El conde no había entregado invitaciones a todos los comensales, sólo a los más jóvenes o a los de menor rango. Los demás ya habrían obtenido las suyas por otros medios: relaciones, amistades o el peso del propio apellido. El baile no sólo era el final de las grandes fiestas de Dupois, también era punto de reunión de lo más selecto de la sociedad gabrielense y contaba con la asistencia del mismísimo archicanciller. Conseguir una invitación para alguien como Michel —tercer hijo de un nuevo noble—, Émilien —hijo de un caballero— o Colette —apenas con dieciocho años— era un sueño hecho realidad.

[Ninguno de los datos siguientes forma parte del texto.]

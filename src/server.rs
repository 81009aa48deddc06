//! The high-score service the game syncs with.
//!
//! `GET /api/highscore` reports the best score; `POST /api/highscore` with
//! `{"score": n}` offers a new one and answers with the best after the
//! offer.

use crate::persist::{HighScoreBody, PersistError, ScoreStore};
use axum::{
    extract::{rejection::JsonRejection, State},
    http::StatusCode,
    response::{IntoResponse, Response},
    routing::get,
    Json, Router,
};
use serde_json::{json, Value};
use std::sync::Arc;
use tokio::sync::Mutex;

pub type SharedState = Arc<AppState>;

/// Server side state: the score store, one request at a time
pub struct AppState {
    store: Mutex<Box<dyn ScoreStore + Send>>,
}

impl AppState {
    pub fn new(store: Box<dyn ScoreStore + Send>) -> SharedState {
        Arc::new(Self {
            store: Mutex::new(store),
        })
    }
}

#[derive(Debug, thiserror::Error)]
pub enum ApiError {
    #[error("Invalid score")]
    InvalidScore,
    #[error("Failed to get high score")]
    Read(#[source] PersistError),
    #[error("Failed to update high score")]
    Write(#[source] PersistError),
}

impl ApiError {
    pub fn status(&self) -> StatusCode {
        match self {
            ApiError::InvalidScore => StatusCode::BAD_REQUEST,
            ApiError::Read(_) | ApiError::Write(_) => StatusCode::INTERNAL_SERVER_ERROR,
        }
    }
}

impl IntoResponse for ApiError {
    fn into_response(self) -> Response {
        match &self {
            ApiError::Read(e) | ApiError::Write(e) => log::error!("{self}: {e}"),
            ApiError::InvalidScore => log::debug!("rejected score submission"),
        }
        (self.status(), Json(json!({ "message": self.to_string() }))).into_response()
    }
}

pub fn router(state: SharedState) -> Router {
    Router::new()
        .route("/api/highscore", get(get_high_score).post(post_high_score))
        .with_state(state)
}

/// Scores at or above 2^63 do not fit the sqlite INTEGER column
const SCORE_LIMIT: f64 = 9_223_372_036_854_775_808.0;

/// A usable score is a finite, non-negative JSON number below 2^63.
/// Fractions are truncated.
pub fn parse_score(payload: &Value) -> Option<u64> {
    let score = payload.get("score")?.as_f64()?;
    if score.is_finite() && (0.0..SCORE_LIMIT).contains(&score) {
        Some(score.trunc() as u64)
    } else {
        None
    }
}

pub async fn get_high_score(
    State(state): State<SharedState>,
) -> Result<Json<HighScoreBody>, ApiError> {
    let store = state.store.lock().await;
    let high_score = store.high_score().map_err(ApiError::Read)?;

    Ok(Json(HighScoreBody { high_score }))
}

pub async fn post_high_score(
    State(state): State<SharedState>,
    payload: Result<Json<Value>, JsonRejection>,
) -> Result<Json<HighScoreBody>, ApiError> {
    let Json(payload) = payload.map_err(|_| ApiError::InvalidScore)?;
    let score = parse_score(&payload).ok_or(ApiError::InvalidScore)?;

    let store = state.store.lock().await;
    let high_score = store.record(score).map_err(ApiError::Write)?;
    log::info!("score {score} offered, high score is {high_score}");

    Ok(Json(HighScoreBody { high_score }))
}
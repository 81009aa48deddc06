use std::sync::mpsc::{self, Receiver, RecvTimeoutError, Sender};
use std::time::Duration;

use crossterm::event::{self, Event as CtEvent, KeyEvent};

/// Unified event type consumed by the app runner
#[derive(Clone, Debug)]
pub enum AppEvent {
    Key(KeyEvent),
    Resize,
    Tick,
    /// A high score reported back by the remote service
    HighScore(u64),
}

/// Source of app events (keyboard, resize, background replies)
pub trait AppEventSource: Send + 'static {
    /// Block for up to `timeout` waiting for an event.
    /// Returns Ok(event) if an event arrives before the timeout, or Err(Timeout) if it expires.
    fn recv_timeout(&self, timeout: Duration) -> Result<AppEvent, RecvTimeoutError>;

    /// Handle that background work can use to post events into the loop
    fn sender(&self) -> Sender<AppEvent>;
}

/// Production event source using crossterm
pub struct CrosstermEventSource {
    tx: Sender<AppEvent>,
    rx: Receiver<AppEvent>,
}

impl CrosstermEventSource {
    pub fn new() -> Self {
        let (tx, rx) = mpsc::channel();
        let key_tx = tx.clone();

        std::thread::spawn(move || loop {
            let evt = match event::read() {
                Ok(CtEvent::Key(key)) => AppEvent::Key(key),
                Ok(CtEvent::Resize(_, _)) => AppEvent::Resize,
                Ok(_) => continue,
                Err(e) => {
                    log::error!("terminal event stream closed: {e}");
                    break;
                }
            };

            if key_tx.send(evt).is_err() {
                break;
            }
        });

        Self { tx, rx }
    }
}

impl Default for CrosstermEventSource {
    fn default() -> Self {
        Self::new()
    }
}

impl AppEventSource for CrosstermEventSource {
    fn recv_timeout(&self, timeout: Duration) -> Result<AppEvent, RecvTimeoutError> {
        self.rx.recv_timeout(timeout)
    }

    fn sender(&self) -> Sender<AppEvent> {
        self.tx.clone()
    }
}

/// Configurable ticker interface
pub trait Ticker: Send + Sync + 'static {
    /// Longest the runner may block when no task deadline is closer
    fn interval(&self) -> Duration;
}

/// Fixed interval ticker
#[derive(Clone, Copy, Debug)]
pub struct FixedTicker {
    interval: Duration,
}

impl FixedTicker {
    pub fn new(interval: Duration) -> Self {
        Self { interval }
    }
}

impl Ticker for FixedTicker {
    fn interval(&self) -> Duration {
        self.interval
    }
}

/// Test event source for unit tests
pub struct TestEventSource {
    tx: Sender<AppEvent>,
    rx: Receiver<AppEvent>,
}

impl TestEventSource {
    pub fn new() -> Self {
        let (tx, rx) = mpsc::channel();
        Self { tx, rx }
    }
}

impl Default for TestEventSource {
    fn default() -> Self {
        Self::new()
    }
}

impl AppEventSource for TestEventSource {
    fn recv_timeout(&self, timeout: Duration) -> Result<AppEvent, RecvTimeoutError> {
        self.rx.recv_timeout(timeout)
    }

    fn sender(&self) -> Sender<AppEvent> {
        self.tx.clone()
    }
}

/// Runner that advances the application one event/tick at a time
pub struct Runner<E: AppEventSource, T: Ticker> {
    event_source: E,
    ticker: T,
}

impl<E: AppEventSource, T: Ticker> Runner<E, T> {
    pub fn new(event_source: E, ticker: T) -> Self {
        Self {
            event_source,
            ticker,
        }
    }

    pub fn sender(&self) -> Sender<AppEvent> {
        self.event_source.sender()
    }

    /// Blocks until the next event, `until_deadline`, or the ticker interval,
    /// whichever comes first. Returns Tick on timeout.
    pub fn step(&self, until_deadline: Option<Duration>) -> AppEvent {
        let timeout = until_deadline
            .map(|d| d.min(self.ticker.interval()))
            .unwrap_or_else(|| self.ticker.interval());

        match self.event_source.recv_timeout(timeout) {
            Ok(ev) => ev,
            Err(RecvTimeoutError::Timeout) | Err(RecvTimeoutError::Disconnected) => AppEvent::Tick,
        }
    }
}
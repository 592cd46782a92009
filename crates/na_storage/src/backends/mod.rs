pub mod file;
pub mod memory;

pub use file::FileCache;
pub use memory::MemoryCache;
use std::net::SocketAddr;
use std::sync::Arc;

use axum::{
    routing::{delete, get},
    Router,
};
use na_core::Result;
use tower_http::cors::CorsLayer;
use tracing::info;

pub mod handlers;
pub mod state;

pub use state::AppState;

pub async fn create_app(state: AppState) -> Router {
    let cors = CorsLayer::permissive();

    Router::new()
        .route("/api/companies", get(handlers::list_companies))
        .route("/api/report/:company", get(handlers::get_report))
        .route("/api/report/:company/audio", get(handlers::get_audio))
        .route("/api/cache", delete(handlers::clear_cache))
        .layer(cors)
        .with_state(Arc::new(state))
}

pub async fn serve(addr: SocketAddr, state: AppState) -> Result<()> {
    let app = create_app(state).await;
    let listener = tokio::net::TcpListener::bind(addr).await?;
    info!("🌐 Listening on http://{}", listener.local_addr()?);
    axum::serve(listener, app).await?;
    Ok(())
}

pub mod prelude {
    pub use crate::AppState;
    pub use na_core::{Article, Error, Result};
}

#[cfg(test)]
mod tests {
    use super::*;
    use async_trait::async_trait;
    use axum::body::{to_bytes, Body};
    use axum::http::{header, Method, Request, StatusCode};
    use na_core::{Article, ArticleCache, NewsFetcher, SpeechSynthesizer};
    use na_inference::models::{DummySpeech, DummyTranslator};
    use na_news::{ManagerConfig, ReportManager};
    use na_storage::MemoryCache;
    use serde_json::Value;
    use tower::ServiceExt;

    #[derive(Debug)]
    struct MockFetcher;

    #[async_trait]
    impl NewsFetcher for MockFetcher {
        fn name(&self) -> &str {
            "mock"
        }

        async fn fetch(&self, company: &str, count: usize) -> Result<Vec<Article>> {
            Ok((0..count)
                .map(|i| {
                    Article::new(
                        format!("{} headline {}", company, i),
                        "Wire",
                        "2025-02-01",
                        format!("https://x.test/{}", i),
                        format!("{} reported solid quarterly results and upbeat guidance.", company),
                    )
                })
                .collect())
        }
    }

    #[derive(Debug)]
    struct MockSpeech;

    #[async_trait]
    impl SpeechSynthesizer for MockSpeech {
        fn name(&self) -> &str {
            "mock"
        }

        async fn synthesize(&self, _text: &str, _language: &str) -> Result<Vec<u8>> {
            Ok(b"ID3audio".to_vec())
        }
    }

    async fn app_with(cache: Arc<MemoryCache>, speech: Arc<dyn SpeechSynthesizer>) -> Router {
        let manager = ReportManager::new(
            cache,
            Arc::new(MockFetcher),
            Arc::new(DummyTranslator),
            speech,
            ManagerConfig::default(),
        );
        create_app(AppState::new(manager)).await
    }

    async fn app() -> Router {
        app_with(Arc::new(MemoryCache::new()), Arc::new(MockSpeech)).await
    }

    async fn send(app: Router, method: Method, uri: &str) -> (StatusCode, Vec<u8>) {
        let response = app
            .oneshot(Request::builder().method(method).uri(uri).body(Body::empty()).unwrap())
            .await
            .unwrap();
        let status = response.status();
        let body = to_bytes(response.into_body(), usize::MAX).await.unwrap();
        (status, body.to_vec())
    }

    fn json(body: &[u8]) -> Value {
        serde_json::from_slice(body).unwrap()
    }

    #[tokio::test]
    async fn test_list_companies() {
        let (status, body) = send(app().await, Method::GET, "/api/companies").await;
        assert_eq!(status, StatusCode::OK);
        let companies = json(&body);
        assert_eq!(companies[0], "Tesla");
        assert_eq!(companies.as_array().unwrap().len(), 10);
    }

    #[tokio::test]
    async fn test_get_report() {
        let (status, body) = send(app().await, Method::GET, "/api/report/Apple?count=5").await;
        assert_eq!(status, StatusCode::OK);
        let body = json(&body);
        assert_eq!(body["report"]["Company"], "Apple");
        assert_eq!(body["report"]["Articles"].as_array().unwrap().len(), 5);
        assert_eq!(body["report"]["Audio"], "[Play Hindi Speech]");
        assert!(body["overall_summary"].as_str().unwrap().contains("5 recent news articles about Apple"));
        assert!(body["hindi_summary"].is_null());
        assert_eq!(body["from_cache"], false);
    }

    #[tokio::test]
    async fn test_get_report_in_hindi_reuses_cache() {
        let cache = Arc::new(MemoryCache::new());
        let app = app_with(cache.clone(), Arc::new(MockSpeech)).await;

        let (status, _) = send(app.clone(), Method::GET, "/api/report/Tesla?count=6").await;
        assert_eq!(status, StatusCode::OK);
        let (status, body) = send(app, Method::GET, "/api/report/Tesla?count=5&language=hindi").await;
        assert_eq!(status, StatusCode::OK);

        let body = json(&body);
        assert_eq!(body["from_cache"], true);
        assert!(body["hindi_summary"].is_string());
        assert_eq!(body["article_translations"].as_array().unwrap().len(), 5);
        assert_eq!(body["audio_available"], true);
        assert!(cache.load("tesla").await.is_some());
    }

    #[tokio::test]
    async fn test_invalid_count_is_bad_request() {
        let (status, body) = send(app().await, Method::GET, "/api/report/Tesla?count=50").await;
        assert_eq!(status, StatusCode::BAD_REQUEST);
        assert!(json(&body)["error"].as_str().unwrap().contains("between 5 and 20"));
    }

    #[tokio::test]
    async fn test_audio_download() {
        let response = app()
            .await
            .oneshot(
                Request::builder()
                    .uri("/api/report/Infosys/audio?count=5")
                    .body(Body::empty())
                    .unwrap(),
            )
            .await
            .unwrap();
        assert_eq!(response.status(), StatusCode::OK);
        assert_eq!(response.headers()[header::CONTENT_TYPE], "audio/mpeg");
        assert!(response.headers()[header::CONTENT_DISPOSITION]
            .to_str()
            .unwrap()
            .contains("Infosys_summary_hindi.mp3"));
        let body = to_bytes(response.into_body(), usize::MAX).await.unwrap();
        assert_eq!(&body[..], b"ID3audio");
    }

    #[tokio::test]
    async fn test_audio_unavailable() {
        let app = app_with(Arc::new(MemoryCache::new()), Arc::new(DummySpeech)).await;
        let (status, body) = send(app, Method::GET, "/api/report/Tata/audio?count=5").await;
        assert_eq!(status, StatusCode::SERVICE_UNAVAILABLE);
        assert!(json(&body)["error"].as_str().unwrap().contains("no audio"));
    }

    #[tokio::test]
    async fn test_clear_cache() {
        let cache = Arc::new(MemoryCache::new());
        let app = app_with(cache.clone(), Arc::new(MockSpeech)).await;
        send(app.clone(), Method::GET, "/api/report/Google?count=5").await;

        let (status, body) = send(app, Method::DELETE, "/api/cache").await;
        assert_eq!(status, StatusCode::OK);
        assert_eq!(json(&body)["removed"], 1);
        assert!(cache.load("google").await.is_none());
    }
}
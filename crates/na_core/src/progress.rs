use std::fmt;

use chrono::{DateTime, Utc};

/// Checkpoints reported by the report pipeline.
#[derive(Debug, Clone, PartialEq)]
pub enum PipelineEvent {
    CacheHit { company: String, articles: usize, cached_at: DateTime<Utc> },
    FetchStarted { company: String, count: usize },
    FetchCompleted { articles: usize },
    ArticleAnalyzed { index: usize, total: usize },
    AnalysisCompleted,
    CacheSaveFailed { reason: String },
    TranslationStarted,
    TranslationFailed { reason: String },
    SynthesisStarted,
    SynthesisFailed { reason: String },
    Completed,
}

impl fmt::Display for PipelineEvent {
    fn fmt(&self, f: &mut fmt::Formatter<'_>) -> fmt::Result {
        match self {
            PipelineEvent::CacheHit { company, articles, cached_at } => write!(
                f,
                "Using {} cached articles for {} from {}",
                articles,
                company,
                cached_at.format("%Y-%m-%d %H:%M:%S")
            ),
            PipelineEvent::FetchStarted { company, count } => {
                write!(f, "Fetching {} news articles for {}...", count, company)
            }
            PipelineEvent::FetchCompleted { articles } => write!(f, "Fetched {} articles", articles),
            PipelineEvent::ArticleAnalyzed { index, total } => {
                write!(f, "Analyzed article {}/{}", index + 1, total)
            }
            PipelineEvent::AnalysisCompleted => write!(f, "Analysis complete"),
            PipelineEvent::CacheSaveFailed { reason } => write!(f, "Could not update cache: {}", reason),
            PipelineEvent::TranslationStarted => write!(f, "Translating summaries to Hindi..."),
            PipelineEvent::TranslationFailed { reason } => {
                write!(f, "Translation failed, keeping English text: {}", reason)
            }
            PipelineEvent::SynthesisStarted => write!(f, "Generating Hindi audio..."),
            PipelineEvent::SynthesisFailed { reason } => write!(f, "Audio unavailable: {}", reason),
            PipelineEvent::Completed => write!(f, "Report ready"),
        }
    }
}

pub trait ProgressObserver: Send + Sync {
    fn on_event(&self, event: &PipelineEvent);
}

#[derive(Debug, Default, Clone, Copy)]
pub struct NoopObserver;

impl ProgressObserver for NoopObserver {
    fn on_event(&self, _event: &PipelineEvent) {}
}

/// Forwards every event to `tracing`, failures at `warn`.
#[derive(Debug, Default, Clone, Copy)]
pub struct LoggingObserver;

impl ProgressObserver for LoggingObserver {
    fn on_event(&self, event: &PipelineEvent) {
        match event {
            PipelineEvent::CacheSaveFailed { .. }
            | PipelineEvent::TranslationFailed { .. }
            | PipelineEvent::SynthesisFailed { .. } => tracing::warn!("{}", event),
            PipelineEvent::ArticleAnalyzed { .. } => tracing::debug!("{}", event),
            _ => tracing::info!("{}", event),
        }
    }
}

impl<F> ProgressObserver for F
where
    F: Fn(&PipelineEvent) + Send + Sync,
{
    fn on_event(&self, event: &PipelineEvent) {
        self(event)
    }
}

#[cfg(test)]
mod tests {
    use super::*;
    use std::sync::Mutex;

    #[test]
    fn test_closure_observer_receives_events() {
        let seen = Mutex::new(Vec::new());
        let observer = |event: &PipelineEvent| seen.lock().unwrap().push(event.clone());
        observer.on_event(&PipelineEvent::FetchStarted { company: "Tesla".into(), count: 5 });
        observer.on_event(&PipelineEvent::Completed);
        let seen = seen.into_inner().unwrap();
        assert_eq!(seen.len(), 2);
        assert_eq!(seen[1], PipelineEvent::Completed);
    }

    #[test]
    fn test_event_display() {
        let event = PipelineEvent::ArticleAnalyzed { index: 2, total: 10 };
        assert_eq!(event.to_string(), "Analyzed article 3/10");
    }
}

Con eso terminó la velada y los invitados empezaron a marcharse. Michel, Colette y los hermanos Lafleur se despidieron tras recordarse el almuerzo del día siguiente y cada cual volvió a su casa.

Un almuerzo que nunca se produjo.

Baile de máscaras, 0x01. Con Julien Lafleur d’Aubigne (Alcadizaar) y su hermano Jacques (Aldarion), Colette/Noel Leclair de Dunois (Menxar) y Michel Laffount de Gévaudan (Charlie).

Me llevó más tiempo (mucho más tiempo) del esperado soltar Sakura para encarar una nueva historia (entre medias, algún oneshot y un gatillazo). Pero, por fin, el piloto de la campaña (aquí el turno de mañana, con presentación de personajes jugadores y no jugadores). Cuatro jugadores, dos nuevos (con Alcadizaar había jugado ya un par de partidas sueltas, pero ésta es la primera campaña). Empezamos algo titubeantes, como no podía ser de otra forma: nueva campaña, nuevos personajes, nuevo grupo de juego.

El tiempo dirá hasta dónde llegamos.